Causes de l'estupidesa col.lectiva.
No podríamos explicar la naturaleza de lo que llamamos la sociedad del
conocimiento si no fuéramos capaces de entender por qué se producen también en
ella fracasos colectivos de mayor envergadura incluso que los cometidos por
sociedades en las que el saber no ocupaba un lugar tan central. ¿Por qué
colapsan las sociedades? ¿Qué razones explican el hecho de que, estando en una
sociedad que puede ser más inteligente que sus miembros, también podamos ser más
estúpidos de lo que lo somos individualmente considerados? En medio de una
crisis económica sin precedentes y que es el resultado, no tanto de errores
individuales (que también), como de torpezas colectivas, responder a esta
cuestión es más necesario y algo previo a todo aquello que se recomienda en los
discursos para “salir de la crisis”.
Alguna explicación ha de tener nuestra peculiar exposición a los errores
colectivos y las malas decisiones que no cometemos por carecer de los
instrumentos adecuados sino que están incluso inducidos por su sofisticación.
Pensemos, por ejemplo en la oscilación entre euforia y decepción económica, que
no tendría las actuales dimensiones críticas si no fuera por la potencia
financiera de nuestros sistemas económicos; la extensión de los rumores se
incrementa con nuestra densidad comunicativa y da lugar a fenómenos como el
trolling y el flaming en internet; lo que Hardin llamaba
“the tragedy of the commons” sintetiza muy bien esa mezcla fatal de
interdependencia, contagio e incapacidad organizativa para agregar las
decisiones de manera que tengan efectos catastróficos.
Una explicación de los “wiki-errores” es el hecho de que, en toda
sociedad, pero más en una sociedad compleja, estamos manejando información de
otros y obligados a confiar en otros. Nuestro mundo es de segunda mano, mediado,
y no podría ser de otra manera: sabríamos muy poco si solo supiéramos lo que
sabemos personalmente. Nos servimos de una gran cantidad de prótesis
epistemológicas. Nuestro suplemento cognoscitivo está edificado sobre la
confianza y la delegación. No tenemos más remedio que confiar en otros y confiar
en la información que otros nos proporcionan.
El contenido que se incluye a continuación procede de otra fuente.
impl Step {
    pub fn new() -> Self {
        Self {
            sub_models: Vec::new(),
            lines: Vec::new(),
            triangles: Vec::new(),
            quads: Vec::new(),
            conditional_lines: Vec::new(),
            rotation: None,
            cull: true,
        }
    }

    /// Empty step carrying over a rotation
    pub fn with_rotation(rotation: Option<StepRotation>) -> Self {
        Self {
            rotation,
            ..Self::new()
        }
    }

    pub fn add_sub_model(&mut self, sub_model: SubModelPlacement) {
        self.sub_models.push(sub_model);
    }

    pub fn add_line(&mut self, line: Line) {
        self.lines.push(line);
    }

    pub fn add_triangle(&mut self, triangle: Triangle) {
        self.triangles.push(triangle);
    }

    pub fn add_quad(&mut self, quad: Quad) {
        self.quads.push(quad);
    }

    pub fn add_conditional_line(&mut self, line: ConditionalLine) {
        self.conditional_lines.push(line);
    }

    pub fn add_primitive(&mut self, primitive: Primitive) {
        match primitive {
            Primitive::Line(l) => self.lines.push(l),
            Primitive::Triangle(t) => self.triangles.push(t),
            Primitive::Quad(q) => self.quads.push(q),
            Primitive::ConditionalLine(l) => self.conditional_lines.push(l),
        }
    }

    pub fn has_primitives(&self) -> bool {
        !self.lines.is_empty()
            || !self.conditional_lines.is_empty()
            || !self.triangles.is_empty()
            || !self.quads.is_empty()
    }

    pub fn is_empty(&self) -> bool {
        self.sub_models.is_empty() && !self.has_primitives()
    }

    pub fn primitive_count(&self) -> usize {
        self.lines.len() + self.triangles.len() + self.quads.len() + self.conditional_lines.len()
    }

    /// All primitives in file order per kind
    pub fn primitives(&self) -> Vec<Primitive> {
        let mut ret = Vec::with_capacity(self.primitive_count());
        ret.extend(self.lines.iter().cloned().map(Primitive::Line));
        ret.extend(self.triangles.iter().cloned().map(Primitive::Triangle));
        ret.extend(self.quads.iter().cloned().map(Primitive::Quad));
        ret.extend(
            self.conditional_lines
                .iter()
                .cloned()
                .map(Primitive::ConditionalLine),
        );
        ret
    }

    /// Whether the step places sub-assemblies. Only the first placement is
    /// checked since clean-up never mixes parts and sub-assemblies.
    pub fn contains_non_part_sub_models(&self, lookup: &dyn PartTypeLookup) -> bool {
        self.sub_models
            .first()
            .and_then(|sm| lookup.part_type(&sm.id))
            .is_some_and(|pt| !pt.is_part)
    }

    pub fn contains_part_sub_models(&self, lookup: &dyn PartTypeLookup) -> bool {
        self.sub_models
            .first()
            .and_then(|sm| lookup.part_type(&sm.id))
            .is_some_and(|pt| pt.is_part)
    }

    /// Number of parts placed by this step, counting into sub-assemblies
    pub fn count_parts(&self, lookup: &dyn PartTypeLookup) -> usize {
        self.sub_models
            .iter()
            .map(|sm| match lookup.part_type(&sm.id) {
                None => {
                    log::warn!("Unknown part type: {}", sm.id);
                    0
                }
                Some(pt) if pt.is_part => 1,
                Some(pt) => pt.count_parts(lookup),
            })
            .sum()
    }

    /// Copy of a placement-only step with contextual colors replaced
    pub fn clone_colored(&self, color: ColorId) -> Result<Step> {
        if self.has_primitives() {
            return Err(LoadError::other("Cannot clone step with primitives"));
        }
        Ok(Step {
            sub_models: self
                .sub_models
                .iter()
                .map(|sm| sm.clone_colored(color))
                .collect(),
            rotation: self.rotation,
            ..Step::new()
        })
    }

    /// Split the step into homogeneous steps
    ///
    /// Sub-assemblies are grouped by color and type (in order of first
    /// appearance), followed by one leaf step holding the parts and the
    /// primitives. A step without sub-assemblies is kept as it is. Unknown
    /// part types count as parts.
    pub fn split(self, lookup: &dyn PartTypeLookup) -> Vec<Step> {
        let has_assemblies = self
            .sub_models
            .iter()
            .any(|sm| lookup.part_type(&sm.id).is_some_and(|pt| !pt.is_part));
        if !has_assemblies {
            return vec![self];
        }

        let Step {
            sub_models,
            lines,
            triangles,
            quads,
            conditional_lines,
            rotation,
            cull,
        } = self;
        let mut parts = Vec::new();
        let mut groups: Vec<(String, Vec<SubModelPlacement>)> = Vec::new();

        for sm in sub_models {
            match lookup.part_type(&sm.id) {
                Some(pt) if !pt.is_part => {
                    let key = format!("{}_{}", sm.color, pt.id);
                    match groups.iter_mut().find(|(k, _)| *k == key) {
                        Some((_, group)) => group.push(sm),
                        None => groups.push((key, vec![sm])),
                    }
                }
                _ => parts.push(sm),
            }
        }

        let mut ret: Vec<Step> = groups
            .into_iter()
            .map(|(_, sub_models)| Step {
                sub_models,
                rotation,
                ..Step::new()
            })
            .collect();
        let leaf = Step {
            sub_models: parts,
            lines,
            triangles,
            quads,
            conditional_lines,
            rotation,
            cull,
        };
        if !leaf.is_empty() {
            ret.push(leaf);
        }
        ret
    }

    /// Remove all placements of `id`
    pub fn purge(&mut self, id: &str) {
        self.sub_models.retain(|sm| sm.id != id);
    }

    /// IDs of texmap placements referenced by the step, without duplicates
    pub fn texmap_ids(&self) -> Vec<TexmapId> {
        let mut ret: Vec<TexmapId> = Vec::new();
        let ids = self
            .sub_models
            .iter()
            .filter_map(|sm| sm.texmap)
            .chain(self.lines.iter().filter_map(|l| l.texmap))
            .chain(self.triangles.iter().filter_map(|t| t.texmap))
            .chain(self.quads.iter().filter_map(|q| q.texmap))
            .chain(self.conditional_lines.iter().filter_map(|l| l.texmap));
        for id in ids {
            if !ret.contains(&id) {
                ret.push(id);
            }
        }
        ret
    }

    /// LDraw text of the step, terminated by `STEP` or `ROTSTEP` as needed
    ///
    /// Texture mapped lines are written first inside their `!TEXMAP` blocks.
    pub fn to_ldr(
        &self,
        lookup: &dyn PartTypeLookup,
        texmaps: &[TexmapPlacement],
        prev_rotation: Option<&StepRotation>,
        is_last_step: bool,
    ) -> String {
        let mut ret = String::new();
        let sub_model_text =
            |sm: &SubModelPlacement| sm.to_ldr(&resolved_id(lookup, &sm.id));

        for idx in self.texmap_ids() {
            let Some(texmap) = texmaps.get(idx) else {
                continue;
            };
            let mut lines: Vec<String> = Vec::new();
            lines.extend(
                self.sub_models
                    .iter()
                    .filter(|sm| sm.texmap == Some(idx))
                    .map(sub_model_text),
            );
            lines.extend(
                self.lines
                    .iter()
                    .filter(|l| l.texmap == Some(idx))
                    .map(Line::to_ldr),
            );
            lines.extend(
                self.triangles
                    .iter()
                    .filter(|t| t.texmap == Some(idx))
                    .map(Triangle::to_ldr),
            );
            lines.extend(
                self.quads
                    .iter()
                    .filter(|q| q.texmap == Some(idx))
                    .map(Quad::to_ldr),
            );
            lines.extend(
                self.conditional_lines
                    .iter()
                    .filter(|l| l.texmap == Some(idx))
                    .map(ConditionalLine::to_ldr),
            );
            ret.push_str(&texmap.to_ldr(&lines, lookup, texmaps));
        }

        for sm in self.sub_models.iter().filter(|sm| sm.texmap.is_none()) {
            ret.push_str(&sub_model_text(sm));
        }
        for line in self.lines.iter().filter(|l| l.texmap.is_none()) {
            ret.push_str(&line.to_ldr());
        }
        for t in self.triangles.iter().filter(|t| t.texmap.is_none()) {
            ret.push_str(&t.to_ldr());
        }
        for q in self.quads.iter().filter(|q| q.texmap.is_none()) {
            ret.push_str(&q.to_ldr());
        }
        for l in self.conditional_lines.iter().filter(|l| l.texmap.is_none()) {
            ret.push_str(&l.to_ldr());
        }

        match &self.rotation {
            None if prev_rotation.is_some() => ret.push_str("0 ROTSTEP END\r\n"),
            None if !is_last_step => ret.push_str("0 STEP\r\n"),
            None => {}
            Some(rotation) if StepRotation::equals(Some(rotation), prev_rotation) => {
                ret.push_str("0 STEP\r\n")
            }
            Some(rotation) => ret.push_str(&rotation.to_ldr()),
        }
        ret
    }
}
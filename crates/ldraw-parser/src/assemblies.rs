// This Source Code Form is subject to the terms of the Mozilla Public
// License, v. 2.0. If a copy of the MPL was not distributed with this
// file, You can obtain one at https://mozilla.org/MPL/2.0/.

//! Multi-part assemblies
//!
//! Some parts are sold as assemblies of several parts, such as minifig hips
//! with both legs attached. When all members of an assembly are placed in
//! the same step as its main part, they are collapsed into one placement of a
//! generated assembly part.
//!
//! Colors must match: a member with a fixed color matches exactly, and a
//! member of color 16 must have the color of the main part.

use ldraw_model::{
    ColorId, Inlined, Mat3, PartType, PartTypeMap, Step, SubModelPlacement, Vec3, MAIN_COLOR,
};
use rustc_hash::FxHashMap;

/// A known assembly
#[derive(Debug, Clone, Copy, PartialEq, Eq)]
pub struct AssemblyDefinition {
    pub id: &'static str,
    pub description: &'static str,
    pub main_part: &'static str,
    /// Color of the main part, 16 for any color
    pub main_color: ColorId,
    /// Other members with their colors, 16 for the color of the main part
    pub members: &'static [(&'static str, ColorId)],
}

/// Built-in assembly table
pub const ASSEMBLIES: &[AssemblyDefinition] = &[
    AssemblyDefinition {
        id: "970c00.dat",
        description: "Minifig Hips and Legs",
        main_part: "3815.dat",
        main_color: MAIN_COLOR,
        members: &[("3816.dat", MAIN_COLOR), ("3817.dat", MAIN_COLOR)],
    },
    AssemblyDefinition {
        id: "973c00.dat",
        description: "Minifig Torso with Arms and Yellow Hands",
        main_part: "973.dat",
        main_color: MAIN_COLOR,
        members: &[
            ("3818.dat", MAIN_COLOR),
            ("3819.dat", MAIN_COLOR),
            ("3820.dat", 14),
            ("3820.dat", 14),
        ],
    },
    AssemblyDefinition {
        id: "76382.dat",
        description: "Minifig Torso with Red Arms and Yellow Hands",
        main_part: "973.dat",
        main_color: MAIN_COLOR,
        members: &[("3818.dat", 4), ("3819.dat", 4), ("3820.dat", 14), ("3820.dat", 14)],
    },
];

/// Finds and collapses assemblies in steps
#[derive(Debug, Clone)]
pub struct AssemblyManager {
    by_main_part: FxHashMap<&'static str, Vec<&'static AssemblyDefinition>>,
}

impl Default for AssemblyManager {
    fn default() -> Self {
        Self::new(ASSEMBLIES)
    }
}

impl AssemblyManager {
    pub fn new(definitions: &'static [AssemblyDefinition]) -> Self {
        let mut by_main_part: FxHashMap<&'static str, Vec<&'static AssemblyDefinition>> =
            FxHashMap::default();
        for def in definitions {
            by_main_part.entry(def.main_part).or_default().push(def);
        }
        log::debug!("Assembly table built for {} main parts", by_main_part.len());
        Self { by_main_part }
    }

    /// Collapse the assemblies found in `step`
    ///
    /// Generated assembly part types are inserted into `part_types` unless
    /// already present. Returns the IDs of the assemblies placed.
    pub fn handle_step(&self, step: &mut Step, part_types: &mut PartTypeMap) -> Vec<String> {
        let mut removed = vec![false; step.sub_models.len()];
        let mut placed = Vec::new();

        for idx in 0..step.sub_models.len() {
            if removed[idx] {
                continue;
            }
            let Some(definitions) = self.by_main_part.get(step.sub_models[idx].id.as_str()) else {
                continue;
            };
            for def in definitions {
                let main = &step.sub_models[idx];
                if def.main_color != MAIN_COLOR && def.main_color != main.color {
                    continue;
                }
                let Some(found) = find_members(def, step, idx, &removed) else {
                    continue;
                };

                log::debug!("Replacing {} with assembly {}", main.id, def.id);
                for &(i, _) in &found {
                    removed[i] = true;
                }
                if !part_types.contains(def.id) {
                    part_types.insert(build_assembly(def, step, idx, &found));
                }
                step.sub_models[idx].id = def.id.to_string();
                placed.push(def.id.to_string());
                break;
            }
        }

        let mut i = 0;
        step.sub_models.retain(|_| {
            let keep = !removed[i];
            i += 1;
            keep
        });
        placed
    }
}

/// Indices of the placements completing `def` around the main part at
/// `main_idx`, with the member color they matched
fn find_members(
    def: &AssemblyDefinition,
    step: &Step,
    main_idx: usize,
    removed: &[bool],
) -> Option<Vec<(usize, ColorId)>> {
    let main_color = step.sub_models[main_idx].color;
    let mut remaining: FxHashMap<(String, ColorId), usize> = FxHashMap::default();
    for &(id, color) in def.members {
        *remaining.entry((id.to_string(), color)).or_default() += 1;
    }

    let mut found = Vec::new();
    for (i, sm) in step.sub_models.iter().enumerate() {
        if i == main_idx || removed[i] {
            continue;
        }
        if sm.color != MAIN_COLOR && take_one(&mut remaining, &sm.id, sm.color) {
            found.push((i, sm.color));
            continue;
        }
        if sm.color == main_color && take_one(&mut remaining, &sm.id, MAIN_COLOR) {
            found.push((i, MAIN_COLOR));
        }
    }
    (found.len() == def.members.len()).then_some(found)
}

fn take_one(remaining: &mut FxHashMap<(String, ColorId), usize>, id: &str, color: ColorId) -> bool {
    match remaining.get_mut(&(id.to_string(), color)) {
        Some(cnt) if *cnt > 0 => {
            *cnt -= 1;
            true
        }
        _ => false,
    }
}

/// Assembly part type with members placed relative to the main part
fn build_assembly(
    def: &AssemblyDefinition,
    step: &Step,
    main_idx: usize,
    found: &[(usize, ColorId)],
) -> PartType {
    let main = &step.sub_models[main_idx];
    let inverse = main
        .rotation
        .try_inverse()
        .unwrap_or_else(|| main.rotation.transpose());

    let mut assembly_step = Step::new();
    assembly_step.add_sub_model(SubModelPlacement::new(
        def.main_color,
        Vec3::zeros(),
        Mat3::identity(),
        def.main_part,
        true,
        false,
    ));
    for &(i, color) in found {
        let member = &step.sub_models[i];
        let mut placement = member.clone_colored(color);
        placement.position = inverse * (member.position - main.position);
        placement.rotation = inverse * member.rotation;
        placement.comment_lines.clear();
        assembly_step.add_sub_model(placement);
    }

    let mut pt = PartType::new(def.id);
    pt.model_description = Some(def.description.to_string());
    pt.author = Some("ldraw-lite assemblies".to_string());
    pt.license = Some("Redistributable under CCAL version 2.0 : see CAreadme.txt".to_string());
    pt.inlined = Some(Inlined::Generated);
    pt.ldraw_org = Some("Part".to_string());
    pt.certified_bfc = true;
    pt.ccw = true;
    pt.cleaned = true;
    pt.is_part = true;
    pt.steps.push(assembly_step);
    pt
}
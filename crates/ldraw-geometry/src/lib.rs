// This Source Code Form is subject to the terms of the Mozilla Public
// License, v. 2.0. If a copy of the MPL was not distributed with this
// file, You can obtain one at https://mozilla.org/MPL/2.0/.

//! # LDraw-Lite Geometry
//!
//! Turns a loaded part type graph into renderable geometry, packs it into a
//! compact binary form, and walks it step by step as building instructions.
//!
//! ## Overview
//!
//! - **Indexed geometry**: [`LdrGeometry`] keeps a sorted, deduplicated
//!   vertex pool with per-color index lists
//! - **Geometry builder**: [`GeometryBuilder`] builds part geometry once per
//!   part type, in parallel with rayon, and hands placed parts to a
//!   [`GeometrySink`]
//! - **Mesh collection**: [`MeshCollector`] buckets faces and lines into
//!   `f32`/`u32` buffers by color
//! - **Binary packing**: [`pack`]/[`unpack`] for whole models and
//!   [`pack_part`]/[`unpack_part`] for the part cache
//! - **Storage**: [`MemoryStorage`] and [`NoopStorage`] implement
//!   [`PartStorage`](ldraw_model::PartStorage)
//! - **Building instructions**: [`StepStateMachine`] walks steps and
//!   sub-assemblies and frames the camera on each step
//!
//! ## Quick Start
//!
//! ```rust,ignore
//! use ldraw_geometry::{GeometryBuilder, RenderMode, StepStateMachine};
//!
//! let builder = GeometryBuilder::new(loader.part_types());
//! let mut steps = StepStateMachine::for_main_model(&builder, loader.colors(), RenderMode::Standard)?;
//!
//! while steps.next_step() {
//!     println!("Step {} of {}", steps.current_step_index(), steps.total_number_of_steps());
//! }
//! ```

pub mod bounds;
pub mod builder;
pub mod camera;
pub mod error;
pub mod geometry;
pub mod mesh;
pub mod packing;
pub mod step_handler;
pub mod storage;

// Re-export nalgebra types for convenience
pub use nalgebra::{Matrix3, Matrix4, UnitQuaternion, Vector3};

// Re-export main types
pub use bounds::{union_of, BoundingBox};
pub use builder::{placed_in, GeometryBuilder, MAX_DEPTH};
pub use camera::{axis_flip_matrix, CameraFraming};
pub use error::{Error, Result};
pub use geometry::{merge_all, replace_color, ColorMap, LdrGeometry, PartGeometryFn};
pub use mesh::{GeometrySink, LineBucket, MeshBucket, MeshCollector, RenderMode, HARLEQUIN_COLORS};
pub use packing::{
    pack, pack_part, pack_to_bytes, shorten_id, unpack, unpack_bytes, unpack_part, PackedArrays,
    PackedPart, PACK_TAG, PACK_VERSION,
};
pub use step_handler::{StepStateMachine, MOVE_BATCH_SIZE};
pub use storage::{MemoryStorage, NoopStorage, StoredInstructions};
Esta circunstancia es la causa de
las grandes conquistas de la humanidad, pero también de los peores errores. La
confianza puede demostrarse excesiva o insuficiente, los rumores se propagan sin
objetividades que los puedan frenar, el pánico resulta más contagioso en un
mundo de apreciaciones difícilmente refutables... La facilidad con la que se
quiebra esta confianza (algo que se observa en el pánico económico, la falta de
crédito o la desafección política, por ejemplo) pone de manifiesto hasta qué
punto son frágiles nuestras sociedades.
Hay buenos motivos para pensar en muchas ocasiones que cuando una opinión es
compartida por muchos probablemente debamos tenerla por verdadera. Pero también
resulta fascinante la experiencia contraria: los grandes errores colectivos, la
reverberación de los errores, desde su forma más inofensiva como lugares comunes
hasta la infamia del linchamiento. Muchas personas viven en nichos de
información y a veces se crean dinámicas que hacen eco, que extienden los
errores, los encadenan e incluso fortalecen, dando lugar a enormes fracasos
colectivos. Y no pensemos únicamente que se trata de errores extendidos por los
que menos saben del asunto en cuestión. Existen también errores que son típicos
de la agregación de los saberes y las decisiones de los expertos, fallos de la
gente especializada, que suelen ser más irritantes en la medida en que teníamos
derecho a suponer de ellos una especial clarividencia como, por ejemplo, los
reguladores, organismos supervisores o agencias de rating.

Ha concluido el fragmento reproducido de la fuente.